Matthew Layton
Matthew Layton

Reputation: 42340

Passing correct jQuery selector to an object

I am writing a jQuery plugin which, ideally I would like in it's own namespace.

So far, this seems to work (in terms of namespace nesting)

(function($) {
    $.fn.nspace = {
        foo: function() {
            // Does not work becuase $(this) is not the correct selector.
            $(this).show();
        }
    }
})(jQuery);

So given then example above, I might call my function like so:

$("html, body").nspace.foo();

but $(this) is not [html, body]...How can I solve this?

EDIT: To clarify (based on user comments)...

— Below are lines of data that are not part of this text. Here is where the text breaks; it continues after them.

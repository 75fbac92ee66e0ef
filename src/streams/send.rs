use std::time::{Duration, Instant};

use crate::rate::RtpDataCounter;
use crate::rtp::{Nack, ReceptionReport, RtpPacket, SenderInfo, SenderReport, SeqNo, Ssrc};
use crate::util::{calculate_rtt_ms, ntp_64, ntp_now};

use super::rtx_cache::RtxCache;

// Minimum spacing of sender reports per stream.
const SR_INTERVAL: Duration = Duration::from_secs(2);

/// State for one outgoing RTP stream (one SSRC of a consumer).
///
/// Counts sent traffic, keeps the retransmission cache, produces sender
/// reports, and digests incoming reception reports into RTT and a
/// send-side score.
#[derive(Debug)]
pub struct RtpStreamSend {
    ssrc: Ssrc,
    clock_rate: u32,
    counter: RtpDataCounter,
    rtx_cache: RtxCache,
    last_sent: Option<LastSent>,
    last_seq: Option<SeqNo>,
    last_sr_at: Option<Instant>,
    rtt_ms: Option<f32>,
    fraction_lost: u8,
    score: u8,
}

#[derive(Debug, Clone, Copy)]
struct LastSent {
    rtp_time: u32,
    at: Instant,
}

impl RtpStreamSend {
    pub fn new(ssrc: Ssrc, clock_rate: u32) -> Self {
        RtpStreamSend {
            ssrc,
            clock_rate,
            counter: RtpDataCounter::default(),
            rtx_cache: RtxCache::new(),
            last_sent: None,
            last_seq: None,
            last_sr_at: None,
            rtt_ms: None,
            fraction_lost: 0,
            score: 10,
        }
    }

    /// The egress SSRC.
    pub fn ssrc(&self) -> Ssrc {
        self.ssrc
    }

    /// Record one sent packet, caching a copy for retransmission.
    pub fn record_sent(&mut self, now: Instant, seq_no: SeqNo, packet: &RtpPacket) {
        self.counter.update(packet.len(), now);
        self.last_sent = Some(LastSent {
            rtp_time: packet.timestamp(),
            at: now,
        });
        if self.last_seq.map(|l| seq_no > l).unwrap_or(true) {
            self.last_seq = Some(seq_no);
        }
        self.rtx_cache.cache_sent_packet(seq_no, packet.clone(), now);
    }

    /// Current outgoing bitrate in bits per second.
    pub fn bitrate(&mut self, now: Instant) -> u32 {
        self.counter.bitrate(now)
    }

    /// Total packets sent.
    pub fn packets(&self) -> u64 {
        self.counter.packets()
    }

    /// Total bytes sent.
    pub fn bytes(&self) -> u64 {
        self.counter.bytes()
    }

    /// Whether a sender report is due at `now`.
    pub fn needs_sender_report(&self, now: Instant) -> bool {
        if self.last_sent.is_none() {
            return false;
        }
        match self.last_sr_at {
            None => true,
            Some(at) => now.duration_since(at) >= SR_INTERVAL,
        }
    }

    /// Produce a sender report for this stream.
    pub fn sender_report(&mut self, now: Instant) -> Option<SenderReport> {
        let last = self.last_sent?;

        self.last_sr_at = Some(now);

        // Project the RTP time of the last sent packet forward to now.
        let elapsed = now.duration_since(last.at);
        let rtp_now = last
            .rtp_time
            .wrapping_add((elapsed.as_secs_f64() * self.clock_rate as f64) as u32);

        Some(SenderReport {
            sender_info: SenderInfo {
                ssrc: self.ssrc,
                ntp_time: ntp_64(now),
                rtp_time: rtp_now,
                sender_packet_count: self.counter.packets() as u32,
                sender_octet_count: self.counter.bytes() as u32,
            },
            reports: Default::default(),
        })
    }

    /// Digest a reception report from the remote receiver.
    pub fn receive_reception_report(&mut self, now: Instant, report: &ReceptionReport) {
        self.fraction_lost = report.fraction_lost;

        if report.last_sr_time != 0 {
            self.rtt_ms = calculate_rtt_ms(ntp_now(now), report.last_sr_time, report.last_sr_delay);
        }

        // Send-side health from what the remote reports back.
        let delivered = 1.0 - self.fraction_lost as f32 / 256.0;
        self.score = (10.0 * delivered + 0.5) as u8;
    }

    /// Resolve a NACK into cached packets to retransmit.
    pub fn receive_nack(&mut self, nack: &Nack) -> Vec<RtpPacket> {
        let Some(extend_from) = self.last_seq else {
            return vec![];
        };

        let mut out = vec![];

        for entry in nack.reports.iter() {
            // The 16 bit pids widen against the newest sent seq.
            for seq in entry.into_iter(extend_from) {
                if let Some(packet) = self.rtx_cache.get(seq) {
                    out.push(packet.clone());
                } else {
                    debug!("NACKed packet not in RTX cache: {}", seq);
                }
            }
        }

        out
    }

    /// Latest RTT estimate in milliseconds.
    pub fn rtt_ms(&self) -> Option<f32> {
        self.rtt_ms
    }

    /// Fraction lost last reported by the remote, 0..=255.
    pub fn fraction_lost(&self) -> u8 {
        self.fraction_lost
    }

    /// Send-side score, 0..=10.
    pub fn score(&self) -> u8 {
        self.score
    }
}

$("html, body").nspace.foo(); should call foo for [html, body] but, $(this) inside nspace resolves to nspace...so it's trying to call nspace.foo();

Upvotes: 2

Views: 100

Answers (3)

Chris Moschini
Chris Moschini

Reputation: 37967

You shouldn't do this, but just because I dislike when someone says "You can't" in programming (often untrue, especially in Javascript) - here's how you could do this:

The jQuery object is constructed each time using its prototype.init function, which is aliased to fn.init, so you could overwrite it with a wrapped function that adds your namespace object in a way that doesn't harm any existing usage or libraries, like so:

(function($) {
    var baseInit = $.fn.init;
    $.fn.init = function(selector, context, rootjQuery) {
        // Instantiate jQuery the way it expects
        var j = new baseInit(selector, context, rootjQuery);

        // Add our extra object/namespace
        // Use j inside to refer to the current jQuery object
        j.nspace = {
            foo: function() {
                j.show();
            }
        };

        // Return it all and other libraries are none the wiser
        return j;
    }
})(jQuery);

http://jsfiddle.net/b9chris/7TPZY/

Upvotes: 1

Loamhoof
Loamhoof

Reputation: 8293

You should consider using the classic pattern for a jQuery plugin: define only one method: in your case, nspace. Inside this method, you'll take every case into account. Sounds hard, but it's pretty easy once you've looked into that. (By the way you definitely have to look at that when writing a jQuery plugin)

Upvotes: 1

Guffa
Guffa

Reputation: 700680

You can't add an object as a plugin and still get the jQuery object that was used to get the object. You simply have no reference to that jQuery object when you call a method in your object.

Put the function directly as the plugin:

(function($) {
  $.fn.nspace = function() {
    this.show();
  };
})(jQuery);

Usage:

$("html, body").nspace();

(Note that the object is the jQuery instance, not a selector or an element, so you don't need to use $(this)).